AIM OF THE EXERCISE: What you return should be the lines of the data containing "trim", each in full.

EXERCISE DATA:

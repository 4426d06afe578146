use std::fs;
use std::path::{Path, PathBuf};

use landing_i18n::{
    DEFAULT_LOCALE, LocaleInfo, LocaleRouter, LocaleTable, LocaleTableError, PREFERENCE_KEY,
};
use serde::{Deserialize, Serialize};
use thiserror::Error;

pub const ENV_BASE_PATH: &str = "LANDING_BASE_PATH";
pub const ENV_BASE_URL: &str = "LANDING_BASE_URL";
pub const ENV_STORAGE_KEY: &str = "LANDING_STORAGE_KEY";

#[derive(Debug, Error)]
pub enum ConfigError {
    #[error("failed to read site config {path}")]
    Read {
        path: PathBuf,
        #[source]
        source: std::io::Error,
    },

    #[error("invalid TOML site config")]
    Toml(#[from] toml::de::Error),

    #[error("invalid JSON site config")]
    Json(#[from] serde_json::Error),

    #[error("invalid locale table")]
    Table(#[from] LocaleTableError),

    #[error("site config does not define a base_url")]
    MissingBaseUrl,
}

/// Static description of one landing site.
#[derive(Debug, Clone, PartialEq, Eq, Serialize, Deserialize)]
#[serde(default)]
pub struct SiteConfig {
    /// Path the site is served under (`/WhereWasI`); empty for the domain root.
    pub base_path: String,
    /// Absolute URL of the root page, used for canonical links and the sitemap.
    pub base_url: Option<String>,
    pub storage_key: String,
    pub default_locale: String,
    /// Directory of `{tag}.json` catalogs, relative to the config file.
    pub translations_dir: Option<PathBuf>,
    /// Replaces the built-in locale table when set.
    pub locales: Option<Vec<LocaleInfo>>,
}

impl Default for SiteConfig {
    fn default() -> Self {
        Self {
            base_path: String::new(),
            base_url: None,
            storage_key: PREFERENCE_KEY.to_string(),
            default_locale: DEFAULT_LOCALE.to_string(),
            translations_dir: None,
            locales: None,
        }
    }
}

impl SiteConfig {
    /// Load from a `.json` or `.toml` file (anything else is read as TOML).
    pub fn from_path(path: &Path) -> Result<Self, ConfigError> {
        let contents = fs::read_to_string(path).map_err(|source| ConfigError::Read {
            path: path.to_path_buf(),
            source,
        })?;
        let mut config = match path.extension().and_then(|ext| ext.to_str()) {
            Some("json") => Self::from_json_str(&contents)?,
            _ => Self::from_toml_str(&contents)?,
        };
        if let Some(dir) = config.translations_dir.as_mut()
            && dir.is_relative()
            && let Some(parent) = path.parent()
        {
            *dir = parent.join(&*dir);
        }
        Ok(config)
    }

    pub fn from_toml_str(contents: &str) -> Result<Self, ConfigError> {
        Ok(toml::from_str(contents)?)
    }

    pub fn from_json_str(contents: &str) -> Result<Self, ConfigError> {
        Ok(serde_json::from_str(contents)?)
    }

    /// Apply `LANDING_*` environment overrides on top of the file values.
    pub fn with_env_overrides(mut self) -> Self {
        if let Some(value) = env_value(ENV_BASE_PATH) {
            self.base_path = value;
        }
        if let Some(value) = env_value(ENV_BASE_URL) {
            self.base_url = Some(value);
        }
        if let Some(value) = env_value(ENV_STORAGE_KEY) {
            self.storage_key = value;
        }
        self
    }

    pub fn locale_table(&self) -> Result<LocaleTable, ConfigError> {
        match &self.locales {
            Some(entries) => Ok(LocaleTable::new(entries.clone(), &self.default_locale)?),
            None if self.default_locale == DEFAULT_LOCALE => Ok(LocaleTable::builtin()),
            None => {
                let entries = LocaleTable::builtin().iter().cloned().collect();
                Ok(LocaleTable::new(entries, &self.default_locale)?)
            }
        }
    }

    pub fn router(&self) -> Result<LocaleRouter, ConfigError> {
        Ok(LocaleRouter::new(self.locale_table()?, &self.base_path))
    }

    pub fn require_base_url(&self) -> Result<&str, ConfigError> {
        self.base_url
            .as_deref()
            .map(str::trim)
            .filter(|url| !url.is_empty())
            .ok_or(ConfigError::MissingBaseUrl)
    }
}

fn env_value(key: &str) -> Option<String> {
    std::env::var(key)
        .ok()
        .map(|value| value.trim().to_string())
        .filter(|value| !value.is_empty())
}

FINAL ANSWER:
            .map(str::trim)
        .map(|value| value.trim().to_string())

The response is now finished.